All Products
Search
Document Center

MaxCompute:Sort example

Last Updated:Sep 05, 2024

This topic describes an example of using Sort in MapReduce.

Prerequisites

Complete the environment configuration for testing, see Getting started.

Preparations

  1. Prepare the JAR package of the test program. In this topic, the JAR package is named mapreduce-examples.jar and stored in the bin\data\resources directory in the local installation path of MaxCompute.

  2. Prepare test tables and resources.

    1. Create test tables.

      CREATE TABLE ss_in(key BIGINT, value BIGINT);
      CREATE TABLE ss_out(key BIGINT, value BIGINT);
    2. Add test resources.

      -- When adding the JAR package for the first time, you can ignore the -f flag.
      add jar data\resources\mapreduce-examples.jar -f;
  3. Use Tunnel to import the data.txt file from the bin directory of the MaxCompute client into the ss_in table.
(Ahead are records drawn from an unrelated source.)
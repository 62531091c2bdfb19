//! Configuration errors.

use std::path::PathBuf;

use super::error_code::{self, ConvoyErrorCode};

#[derive(Debug, thiserror::Error)]
pub enum ConfigError {
    #[error("Cannot read config {path}: {source}")]
    Read {
        path: PathBuf,
        source: std::io::Error,
    },

    #[error("TOML parse error: {0}")]
    Parse(#[from] toml::de::Error),

    #[error("Invalid configuration: {0}")]
    Invalid(String),

    #[error("Invalid revision chain {path}: {message}")]
    Chain { path: PathBuf, message: String },

    #[error("Tracing setup failed: {0}")]
    Tracing(String),
}

impl ConvoyErrorCode for ConfigError {
    fn error_code(&self) -> &'static str {
        error_code::CONFIG_ERROR
    }
}
//! Engine adapters. Each one implements `ServiceAdapter` over a different
//! migration-engine family; the family is picked from configuration.

pub mod numbered_sql;
pub mod revision_chain;

use std::path::Path;
use std::sync::Arc;
use std::time::Duration;

use rusqlite::{Connection, OpenFlags, Transaction, TransactionBehavior};

use convoy_core::config::{EngineConfig, ServiceConfig};
use convoy_core::errors::{AdapterError, AdapterResult, ConfigError};
use convoy_core::traits::{Clock, ServiceAdapter};
use convoy_core::types::ServiceId;

pub use numbered_sql::NumberedSqlAdapter;
pub use revision_chain::{
    ChainRevision, RevisionAction, RevisionChain, RevisionChainAdapter, RevisionChainError,
};

const SERVICE_BUSY_TIMEOUT: Duration = Duration::from_secs(5);

/// Build the adapter a service's configuration asks for.
pub fn adapter_from_config(
    service: &ServiceConfig,
    clock: Arc<dyn Clock>,
) -> Result<Arc<dyn ServiceAdapter>, ConfigError> {
    Ok(match &service.engine {
        EngineConfig::NumberedSql { migrations_dir } => Arc::new(
            NumberedSqlAdapter::new(service.id.clone(), &service.database, migrations_dir)
                .with_clock(clock),
        ),
        EngineConfig::RevisionChain { revisions_file } => {
            let chain = RevisionChain::load(revisions_file)?;
            Arc::new(
                RevisionChainAdapter::new(service.id.clone(), &service.database, chain)
                    .with_clock(clock),
            )
        }
    })
}

/// Open the service database read-write. Never creates it: a missing file
/// means the service is unavailable, not empty.
pub(crate) fn open_read_write(service: &ServiceId, path: &Path) -> AdapterResult<Connection> {
    open(service, path, OpenFlags::SQLITE_OPEN_READ_WRITE | OpenFlags::SQLITE_OPEN_NO_MUTEX)
}

pub(crate) fn open_read_only(service: &ServiceId, path: &Path) -> AdapterResult<Connection> {
    open(service, path, OpenFlags::SQLITE_OPEN_READ_ONLY | OpenFlags::SQLITE_OPEN_NO_MUTEX)
}

fn open(service: &ServiceId, path: &Path, flags: OpenFlags) -> AdapterResult<Connection> {
    let unavailable = |e: rusqlite::Error| AdapterError::Unavailable {
        service: service.clone(),
        cause: format!("{}: {e}", path.display()),
    };
    let conn = Connection::open_with_flags(path, flags).map_err(unavailable)?;
    conn.busy_timeout(SERVICE_BUSY_TIMEOUT).map_err(unavailable)?;
    Ok(conn)
}

pub(crate) fn table_exists(conn: &Connection, table: &str) -> rusqlite::Result<bool> {
    conn.query_row(
        "SELECT EXISTS(SELECT 1 FROM sqlite_master WHERE type = 'table' AND name = ?1)",
        [table],
        |row| row.get(0),
    )
}

/// Run `f` in one `BEGIN IMMEDIATE` transaction; commit on success.
pub(crate) fn in_transaction<T>(
    conn: &mut Connection,
    f: impl FnOnce(&Transaction<'_>) -> rusqlite::Result<T>,
) -> rusqlite::Result<T> {
    let tx = conn.transaction_with_behavior(TransactionBehavior::Immediate)?;
    let value = f(&tx)?;
    tx.commit()?;
    Ok(value)
}

pub(crate) fn state_unreadable(service: &ServiceId, e: impl std::fmt::Display) -> AdapterError {
    AdapterError::StateUnreadable {
        service: service.clone(),
        message: e.to_string(),
    }
}

pub(crate) fn content_checksum(parts: &[&[u8]]) -> String {
    let mut hasher = blake3::Hasher::new();
    for part in parts {
        hasher.update(part);
        hasher.update(&[0]);
    }
    hasher.finalize().to_hex().to_string()
}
    tunnel upload data.txt ss_in;

    The following data is imported to the ss_in table:

     2,1
     1,1
     3,1

Procedure

Sort data on the MaxCompute client.

jar -resources mapreduce-examples.jar -classpath data\resources\mapreduce-examples.jar
com.aliyun.odps.mapred.open.example.Sort ss_in ss_out;

Expected result

The job runs normally. The following data is returned in the ss_out table:

+------------+------------+
| key        | value      |
+------------+------------+
| 1          | 1          |
| 2          | 1          |
| 3          | 1          |
+------------+------------+

Sample code

For information about Project Object Model (POM) dependencies, see Precautions.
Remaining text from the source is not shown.